===== RECORDS SUPPLIED
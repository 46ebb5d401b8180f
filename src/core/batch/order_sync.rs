//! Order sync batch
//!
//! Sends the queued orders to Kit through an injected [`OrderSender`]. The
//! queue is snapshotted once per run, so removing sent orders never shifts
//! later pages.

use super::cursor::BatchCursor;
use super::processor::{Batch, ItemOutcome};
use crate::adapters::database::traits::WorkQueue;
use crate::core::purchase::{OrderSender, SendOutcome};
use crate::domain::ids::OrderId;
use crate::domain::Result;
use async_trait::async_trait;
use std::sync::Arc;

/// Batch that sends queued orders and removes each one that was sent
pub struct OrderSyncBatch {
    queue: Arc<dyn WorkQueue>,
    sender: Arc<dyn OrderSender>,
    limit: Option<u64>,
    snapshot: Vec<OrderId>,
}

impl OrderSyncBatch {
    pub fn new(queue: Arc<dyn WorkQueue>, sender: Arc<dyn OrderSender>) -> Self {
        Self {
            queue,
            sender,
            limit: None,
            snapshot: Vec::new(),
        }
    }

    /// Only send the `limit` lowest queued ids
    pub fn limit(mut self, limit: Option<u64>) -> Self {
        self.limit = limit;
        self
    }
}

#[async_trait]
impl Batch for OrderSyncBatch {
    type Item = OrderId;

    fn name(&self) -> &'static str {
        "order_sync"
    }

    async fn count_total(&mut self) -> Result<u64> {
        let mut ids = self.queue.list().await?;
        ids.sort_unstable();
        ids.dedup();
        if let Some(limit) = self.limit {
            ids.truncate(usize::try_from(limit).unwrap_or(usize::MAX));
        }

        self.snapshot = ids;
        Ok(self.snapshot.len() as u64)
    }

    async fn get_items(&mut self, cursor: &BatchCursor) -> Result<Vec<OrderId>> {
        let len = self.snapshot.len();
        let start = usize::try_from(cursor.offset()).unwrap_or(usize::MAX).min(len);
        let end = start.saturating_add(cursor.per_step() as usize).min(len);
        Ok(self.snapshot[start..end].to_vec())
    }

    async fn process_item(&mut self, order_id: OrderId) -> ItemOutcome {
        let outcome = match self.sender.send(order_id).await {
            Ok(outcome) => outcome,
            Err(e) => {
                tracing::warn!(order_id = %order_id, error = %e, "Failed to send order");
                return ItemOutcome::Failed(format!("Order ID #{order_id}: {e}"));
            }
        };

        if outcome.clears_queue() {
            if let Err(e) = self.queue.remove(order_id).await {
                tracing::warn!(
                    order_id = %order_id,
                    error = %e,
                    "Order sent but could not be removed from the work queue"
                );
            }
        }

        match outcome {
            SendOutcome::AlreadySent { .. } => ItemOutcome::Skipped,
            other => ItemOutcome::Succeeded(other.describe(order_id)),
        }
    }

    async fn finish(&mut self) -> Result<()> {
        Ok(())
    }
}
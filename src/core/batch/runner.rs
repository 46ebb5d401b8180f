//! Step loop for batch runs
//!
//! Steps run one after another in a single task. The shutdown signal is
//! checked before each step; an interrupted run skips `finish`, so discovery
//! never replaces the work queue with a partial result.

use super::cursor::BatchCursor;
use super::processor::{process_step, Batch};
use super::summary::RunSummary;
use crate::domain::{KitSyncError, Result};
use std::time::Instant;
use tokio::sync::watch;

/// Drives a [`Batch`] from its first step to its last
pub struct BatchRunner {
    per_step: u32,
    shutdown: watch::Receiver<bool>,
}

impl BatchRunner {
    pub fn new(per_step: u32, shutdown: watch::Receiver<bool>) -> Self {
        Self {
            per_step: per_step.max(1),
            shutdown,
        }
    }

    fn is_shutdown(&self) -> bool {
        *self.shutdown.borrow()
    }

    /// Runs every step of `batch`
    ///
    /// The run is complete when the cursor covers the counted total or a page
    /// comes back empty.
    ///
    /// # Errors
    ///
    /// Returns the first count, page or finish error; item failures are only
    /// counted in the summary.
    pub async fn run<B>(&self, batch: &mut B) -> Result<RunSummary>
    where
        B: Batch + ?Sized,
    {
        let start = Instant::now();
        let mut summary = RunSummary::new(batch.name());
        let mut cursor = BatchCursor::new(1, self.per_step);

        loop {
            if self.is_shutdown() {
                tracing::warn!(
                    batch = batch.name(),
                    step = cursor.step(),
                    "Shutdown requested, stopping batch run"
                );
                summary.interrupted = true;
                break;
            }

            match process_step(batch, &mut cursor).await {
                Ok(report) => {
                    summary.absorb(report);
                    if cursor.is_complete() {
                        break;
                    }
                    cursor.advance();
                }
                Err(KitSyncError::NoItems) => {
                    tracing::debug!(batch = batch.name(), step = cursor.step(), "No more items");
                    break;
                }
                Err(e) => return Err(e),
            }
        }

        summary.total = cursor.total().unwrap_or_default();

        if !summary.interrupted {
            batch.finish().await?;
        }

        let summary = summary.with_duration(start.elapsed());
        summary.log_summary();
        Ok(summary)
    }
}
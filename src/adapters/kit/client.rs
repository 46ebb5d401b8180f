//! Kit HTTP client
//!
//! Implements [`KitApi`] over the Kit v4 REST API.
//!
//! # Token refresh
//!
//! With OAuth credentials a `401` answer triggers exactly one refresh-token
//! exchange followed by exactly one retry of the original request. A second
//! `401` is returned to the caller as [`KitApiError::Unauthorized`]. Refreshed
//! tokens replace the in-memory pair and are written to the state storage
//! immediately, so the next run starts with the new pair.

use super::api::KitApi;
use super::credentials::Credential;
use super::models::{
    error_message, Account, EmailBody, Pagination, PurchaseEnvelope, PurchaseRequest,
    RefreshRequest, ResourceRow, SubscriberEnvelope, SubscriberRequest, TokenResponse,
};
use crate::adapters::database::traits::{
    StateStorage, SETTING_ACCESS_TOKEN, SETTING_REFRESH_TOKEN,
};
use crate::config::schema::KitConfig;
use crate::config::secret_string;
use crate::domain::ids::{PurchaseId, ResourceId};
use crate::domain::resource::{Resource, ResourceKind};
use crate::domain::{KitApiError, KitSyncError, Result};
use async_trait::async_trait;
use reqwest::header::AUTHORIZATION;
use reqwest::{Client, ClientBuilder, Method, Response, StatusCode};
use secrecy::ExposeSecret;
use serde::de::DeserializeOwned;
use serde_json::Value;
use std::sync::Arc;
use std::time::Duration;
use tokio::sync::Mutex;

/// Page size requested from the resource list endpoints
const RESOURCE_PAGE_SIZE: u32 = 1000;

/// Longest response excerpt quoted in error messages
const MAX_ERROR_BODY: usize = 300;

/// Builds the `User-Agent` sent with every Kit request
///
/// # Example
///
/// ```
/// use kitsync::adapters::kit::client::user_agent;
///
/// let ua = user_agent("https://shop.example.com");
/// assert!(ua.starts_with("kitsync/"));
/// assert!(ua.ends_with("; https://shop.example.com"));
/// ```
pub fn user_agent(site_url: &str) -> String {
    format!("kitsync/{}; {}", env!("CARGO_PKG_VERSION"), site_url)
}

/// HTTP client for the Kit API
pub struct KitClient {
    base_url: String,
    token_url: String,
    client: Client,
    credential: Mutex<Credential>,
    storage: Option<Arc<dyn StateStorage>>,
}

impl KitClient {
    /// Create a new Kit client
    ///
    /// # Arguments
    ///
    /// * `config` - `[kit]` configuration section
    /// * `credential` - credential to authenticate with
    /// * `site_url` - store URL reported in the user agent
    ///
    /// # Errors
    ///
    /// Returns an error if the HTTP client cannot be built
    pub fn new(config: &KitConfig, credential: Credential, site_url: &str) -> Result<Self> {
        let client = ClientBuilder::new()
            .timeout(Duration::from_secs(config.timeout_seconds))
            .user_agent(user_agent(site_url))
            .build()
            .map_err(|e| {
                KitSyncError::Configuration(format!("Failed to build Kit HTTP client: {e}"))
            })?;

        Ok(Self {
            base_url: config.base_url.trim_end_matches('/').to_string(),
            token_url: config.oauth_token_url.clone(),
            client,
            credential: Mutex::new(credential),
            storage: None,
        })
    }

    /// Persist refreshed tokens to `storage`
    pub fn with_storage(mut self, storage: Arc<dyn StateStorage>) -> Self {
        self.storage = Some(storage);
        self
    }

    /// Current credential, for status output and tests
    pub async fn credential(&self) -> Credential {
        self.credential.lock().await.clone()
    }

    fn url(&self, path: &str) -> String {
        format!("{}/{}", self.base_url, path.trim_start_matches('/'))
    }

    async fn send_once(
        &self,
        method: Method,
        path: &str,
        query: &[(&str, String)],
        body: Option<&Value>,
    ) -> std::result::Result<Response, KitApiError> {
        let credential = self.credential.lock().await.clone();

        let mut request = self
            .client
            .request(method, self.url(path))
            .query(query)
            .query(&credential.query_params());

        if let Some(bearer) = credential.bearer() {
            request = request.header(AUTHORIZATION, bearer);
        }
        if let Some(body) = body {
            request = request.json(body);
        }

        request.send().await.map_err(transport_error)
    }

    /// Sends a request, refreshing the access token once on `401`
    async fn request<T: DeserializeOwned>(
        &self,
        method: Method,
        path: &str,
        query: &[(&str, String)],
        body: Option<Value>,
    ) -> Result<T> {
        let response = self
            .send_once(method.clone(), path, query, body.as_ref())
            .await?;

        let refreshable = self.credential.lock().await.can_refresh();
        let response = if response.status() == StatusCode::UNAUTHORIZED && refreshable {
            tracing::info!(path = %path, "Kit rejected the access token, refreshing");
            self.refresh_access_token().await?;
            self.send_once(method, path, query, body.as_ref()).await?
        } else {
            response
        };

        Ok(parse_response(response).await?)
    }

    /// Exchanges the refresh token for a new token pair
    async fn refresh_access_token(&self) -> std::result::Result<(), KitApiError> {
        let mut credential = self.credential.lock().await;

        let (client_id, refresh_token) = match &*credential {
            Credential::OAuth {
                client_id,
                refresh_token,
                ..
            } => (
                client_id.clone(),
                refresh_token.expose_secret().as_ref().to_string(),
            ),
            Credential::ApiKey { .. } => {
                return Err(KitApiError::Unauthorized(
                    "API key credentials cannot be refreshed".to_string(),
                ))
            }
        };

        let response = self
            .client
            .post(&self.token_url)
            .form(&RefreshRequest {
                client_id: &client_id,
                grant_type: "refresh_token",
                refresh_token: &refresh_token,
            })
            .send()
            .await
            .map_err(|e| KitApiError::TokenRefreshFailed(e.to_string()))?;

        let status = response.status();
        if !status.is_success() {
            let text = response.text().await.unwrap_or_default();
            let message = serde_json::from_str::<Value>(&text)
                .ok()
                .and_then(|body| error_message(&body))
                .unwrap_or_else(|| excerpt(&text));
            return Err(KitApiError::TokenRefreshFailed(format!(
                "token endpoint returned {status}: {message}"
            )));
        }

        let token: TokenResponse = response.json().await.map_err(|e| {
            KitApiError::TokenRefreshFailed(format!("invalid token response: {e}"))
        })?;

        let new_refresh = token.refresh_token.unwrap_or(refresh_token);
        *credential = Credential::OAuth {
            client_id,
            access_token: secret_string(token.access_token.clone()),
            refresh_token: secret_string(new_refresh.clone()),
        };
        drop(credential);

        tracing::info!(expires_in = ?token.expires_in, "Kit access token refreshed");
        self.persist_tokens(&token.access_token, &new_refresh).await;
        Ok(())
    }

    async fn persist_tokens(&self, access_token: &str, refresh_token: &str) {
        let Some(storage) = &self.storage else {
            tracing::warn!("No state storage attached; refreshed Kit tokens live only in memory");
            return;
        };

        let saved = async {
            storage
                .save_setting(SETTING_ACCESS_TOKEN, access_token)
                .await?;
            storage
                .save_setting(SETTING_REFRESH_TOKEN, refresh_token)
                .await
        }
        .await;

        if let Err(e) = saved {
            tracing::error!(error = %e, "Failed to persist refreshed Kit tokens");
        }
    }
}

fn transport_error(e: reqwest::Error) -> KitApiError {
    if e.is_timeout() {
        KitApiError::Timeout(e.to_string())
    } else {
        KitApiError::ConnectionFailed(e.to_string())
    }
}

fn excerpt(text: &str) -> String {
    let trimmed = text.trim();
    if trimmed.is_empty() {
        return "empty response body".to_string();
    }
    trimmed.chars().take(MAX_ERROR_BODY).collect()
}

/// Maps a response onto a typed body or a [`KitApiError`]
async fn parse_response<T: DeserializeOwned>(
    response: Response,
) -> std::result::Result<T, KitApiError> {
    let status = response.status();
    let text = response.text().await.map_err(transport_error)?;
    let body: Option<Value> = serde_json::from_str(&text).ok();
    let message = body
        .as_ref()
        .and_then(error_message)
        .unwrap_or_else(|| excerpt(&text));

    if status == StatusCode::UNAUTHORIZED {
        return Err(KitApiError::Unauthorized(message));
    }
    if status == StatusCode::TOO_MANY_REQUESTS {
        return Err(KitApiError::RateLimitExceeded(message));
    }
    if !status.is_success() {
        return Err(KitApiError::Api {
            status: status.as_u16(),
            message,
        });
    }

    let body = match body {
        Some(body) => body,
        // 204 and friends
        None if text.trim().is_empty() => Value::Null,
        None => {
            return Err(KitApiError::InvalidResponse(format!(
                "expected JSON, got: {}",
                excerpt(&text)
            )))
        }
    };

    let has_errors = body
        .get("errors")
        .and_then(Value::as_array)
        .is_some_and(|errors| !errors.is_empty());
    if has_errors {
        return Err(KitApiError::Api {
            status: status.as_u16(),
            message,
        });
    }

    serde_json::from_value(body).map_err(|e| KitApiError::InvalidResponse(e.to_string()))
}

#[async_trait]
impl KitApi for KitClient {
    async fn get_account(&self) -> Result<Account> {
        self.request(Method::GET, "account", &[], None).await
    }

    async fn list_resources(&self, kind: ResourceKind) -> Result<Vec<Resource>> {
        let mut resources = Vec::new();
        let mut after: Option<String> = None;

        loop {
            let mut query = vec![("per_page", RESOURCE_PAGE_SIZE.to_string())];
            if let Some(cursor) = &after {
                query.push(("after", cursor.clone()));
            }

            let page: Value = self.request(Method::GET, kind.as_str(), &query, None).await?;

            let rows = page.get(kind.as_str()).cloned().ok_or_else(|| {
                KitApiError::InvalidResponse(format!("response has no '{kind}' list"))
            })?;
            let rows: Vec<ResourceRow> = serde_json::from_value(rows)
                .map_err(|e| KitApiError::InvalidResponse(format!("malformed {kind}: {e}")))?;
            for row in rows {
                resources.push(row.into_resource().map_err(KitApiError::InvalidResponse)?);
            }

            let pagination: Pagination = match page.get("pagination") {
                Some(p) => serde_json::from_value(p.clone()).map_err(|e| {
                    KitApiError::InvalidResponse(format!("malformed pagination: {e}"))
                })?,
                None => Pagination::default(),
            };

            match pagination.end_cursor {
                Some(cursor) if pagination.has_next_page && after.as_ref() != Some(&cursor) => {
                    after = Some(cursor);
                }
                _ => break,
            }
        }

        tracing::debug!(kind = %kind, count = resources.len(), "Fetched Kit resources");
        Ok(resources)
    }

    async fn upsert_subscriber(&self, subscriber: &SubscriberRequest) -> Result<u64> {
        let body = serde_json::to_value(subscriber)?;
        let envelope: SubscriberEnvelope = self
            .request(Method::POST, "subscribers", &[], Some(body))
            .await?;
        Ok(envelope.subscriber.id)
    }

    async fn add_subscriber_to_form(&self, form_id: ResourceId, email: &str) -> Result<()> {
        self.add_to(ResourceKind::Forms, form_id, email).await
    }

    async fn add_subscriber_to_tag(&self, tag_id: ResourceId, email: &str) -> Result<()> {
        self.add_to(ResourceKind::Tags, tag_id, email).await
    }

    async fn add_subscriber_to_sequence(
        &self,
        sequence_id: ResourceId,
        email: &str,
    ) -> Result<()> {
        self.add_to(ResourceKind::Sequences, sequence_id, email)
            .await
    }

    async fn create_purchase(&self, purchase: &PurchaseRequest) -> Result<PurchaseId> {
        let body = serde_json::to_value(purchase)?;
        let envelope: PurchaseEnvelope = self
            .request(Method::POST, "purchases", &[], Some(body))
            .await?;
        Ok(PurchaseId::new(envelope.purchase.id))
    }
}

impl KitClient {
    async fn add_to(&self, kind: ResourceKind, id: ResourceId, email: &str) -> Result<()> {
        let body = serde_json::to_value(EmailBody {
            email_address: email,
        })?;
        let _: Value = self
            .request(Method::POST, &format!("{kind}/{id}/subscribers"), &[], Some(body))
            .await?;
        Ok(())
    }
}

#[cfg(test)]
mod tests {
    use super::*;

    fn client(base_url: &str) -> KitClient {
        let config = KitConfig {
            base_url: base_url.to_string(),
            client_id: Some("client".to_string()),
            access_token: Some(secret_string("a".to_string())),
            refresh_token: Some(secret_string("r".to_string())),
            ..KitConfig::default()
        };
        let credential = Credential::from_config(&config).unwrap();
        KitClient::new(&config, credential, "https://shop.example.com").unwrap()
    }

    #[test]
    fn test_user_agent_format() {
        assert_eq!(
            user_agent("https://shop.example.com"),
            format!("kitsync/{}; https://shop.example.com", env!("CARGO_PKG_VERSION"))
        );
    }

    #[test]
    fn test_url_join() {
        let client = client("https://api.kit.com/v4/");
        assert_eq!(client.url("/forms"), "https://api.kit.com/v4/forms");
        assert_eq!(client.url("tags/1/subscribers"), "https://api.kit.com/v4/tags/1/subscribers");
    }

    #[test]
    fn test_excerpt() {
        assert_eq!(excerpt("  "), "empty response body");
        assert_eq!(excerpt(&"x".repeat(1000)).len(), MAX_ERROR_BODY);
    }
}
//! Run summary and reporting

use super::processor::StepReport;
use std::time::Duration;

/// Totals of a batch run
#[derive(Debug, Clone, Default)]
pub struct RunSummary {
    /// Batch name
    pub batch: &'static str,

    /// Items the run was expected to cover
    pub total: u64,

    /// Steps executed
    pub steps: u64,

    pub succeeded: usize,
    pub skipped: usize,
    pub failed: usize,

    /// Operator-facing lines of successful items, in processing order
    pub messages: Vec<String>,

    /// Item errors, in processing order
    pub errors: Vec<String>,

    /// Set when a shutdown signal ended the run early
    pub interrupted: bool,

    pub duration: Duration,
}

impl RunSummary {
    pub fn new(batch: &'static str) -> Self {
        Self {
            batch,
            ..Self::default()
        }
    }

    pub fn with_duration(mut self, duration: Duration) -> Self {
        self.duration = duration;
        self
    }

    /// Folds one step into the totals
    pub fn absorb(&mut self, step: StepReport) {
        self.steps += 1;
        self.succeeded += step.succeeded;
        self.skipped += step.skipped;
        self.failed += step.failed;
        self.messages.extend(step.messages);
        self.errors.extend(step.errors);
    }

    /// Items handled, whatever the outcome
    pub fn processed(&self) -> usize {
        self.succeeded + self.skipped + self.failed
    }

    /// No item failed and the run was not interrupted
    pub fn is_successful(&self) -> bool {
        self.failed == 0 && !self.interrupted
    }

    /// Share of handled items that did not fail, as a percentage
    pub fn success_rate(&self) -> f64 {
        let processed = self.processed();
        if processed == 0 {
            return 100.0;
        }
        ((processed - self.failed) as f64 / processed as f64) * 100.0
    }

    pub fn log_summary(&self) {
        tracing::info!(
            batch = self.batch,
            total = self.total,
            steps = self.steps,
            succeeded = self.succeeded,
            skipped = self.skipped,
            failed = self.failed,
            interrupted = self.interrupted,
            duration_ms = self.duration.as_millis() as u64,
            success_rate = format!("{:.2}%", self.success_rate()),
            "Batch run completed"
        );

        for error in &self.errors {
            tracing::warn!(batch = self.batch, error = %error, "Batch item failed");
        }
    }
}
//! Order store abstraction
//!
//! Everything the sync core reads from or writes to the shop goes through
//! [`OrderStore`], so batches and handlers can be exercised without a shop.

use crate::domain::ids::{OrderId, ProductId};
use crate::domain::order::{Order, SentMarker};
use crate::domain::subscription::Subscription;
use crate::domain::Result;
use async_trait::async_trait;

/// Largest page the WooCommerce REST API serves
pub const MAX_PAGE_SIZE: u32 = 100;

/// Listed order whose fields could not be mapped
#[derive(Debug, Clone, PartialEq, Eq)]
pub struct UnreadableOrder {
    pub id: u64,
    pub reason: String,
}

/// One entry of an order listing page
pub type ListedOrder = std::result::Result<Order, UnreadableOrder>;

#[async_trait]
pub trait OrderStore: Send + Sync {
    /// Orders in ascending id order, starting at `offset`
    ///
    /// Refunds are a separate resource and never appear here. An order that
    /// cannot be mapped is listed as [`UnreadableOrder`] in its place.
    async fn list_orders(&self, offset: u64, limit: u32) -> Result<Vec<ListedOrder>>;

    /// Total number of orders
    async fn count_orders(&self) -> Result<u64>;

    async fn get_order(&self, order_id: OrderId) -> Result<Order>;

    /// Persists the purchase-data sent-marker on the order
    async fn save_sent_marker(&self, marker: &SentMarker) -> Result<()>;

    /// Adds a private note to the order
    async fn add_order_note(&self, order_id: OrderId, note: &str) -> Result<()>;

    /// Subscription configured on a product, if any
    async fn product_subscription(&self, product_id: ProductId) -> Result<Option<Subscription>>;

    /// Subscription configured on the coupon with this code, if any
    async fn coupon_subscription(&self, code: &str) -> Result<Option<Subscription>>;
}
==========
> **DESCRIPTION OF THE TASK**: Beginning at the line with "-> std::result::Result<T, KitApiError>" and stopping after the line with "let has_errors = body", please write out every line of the data above exactly and nothing else.

> **EXERCISE ANSWER**:
) -> std::result::Result<T, KitApiError> {
    let status = response.status();
    let text = response.text().await.map_err(transport_error)?;
    let body: Option<Value> = serde_json::from_str(&text).ok();
    let message = body
        .as_ref()
        .and_then(error_message)
        .unwrap_or_else(|| excerpt(&text));

    if status == StatusCode::UNAUTHORIZED {
        return Err(KitApiError::Unauthorized(message));
    }
    if status == StatusCode::TOO_MANY_REQUESTS {
        return Err(KitApiError::RateLimitExceeded(message));
    }
    if !status.is_success() {
        return Err(KitApiError::Api {
            status: status.as_u16(),
            message,
        });
    }

    let body = match body {
        Some(body) => body,
        // 204 and friends
        None if text.trim().is_empty() => Value::Null,
        None => {
            return Err(KitApiError::InvalidResponse(format!(
                "expected JSON, got: {}",
                excerpt(&text)
            )))
        }
    };

    let has_errors = body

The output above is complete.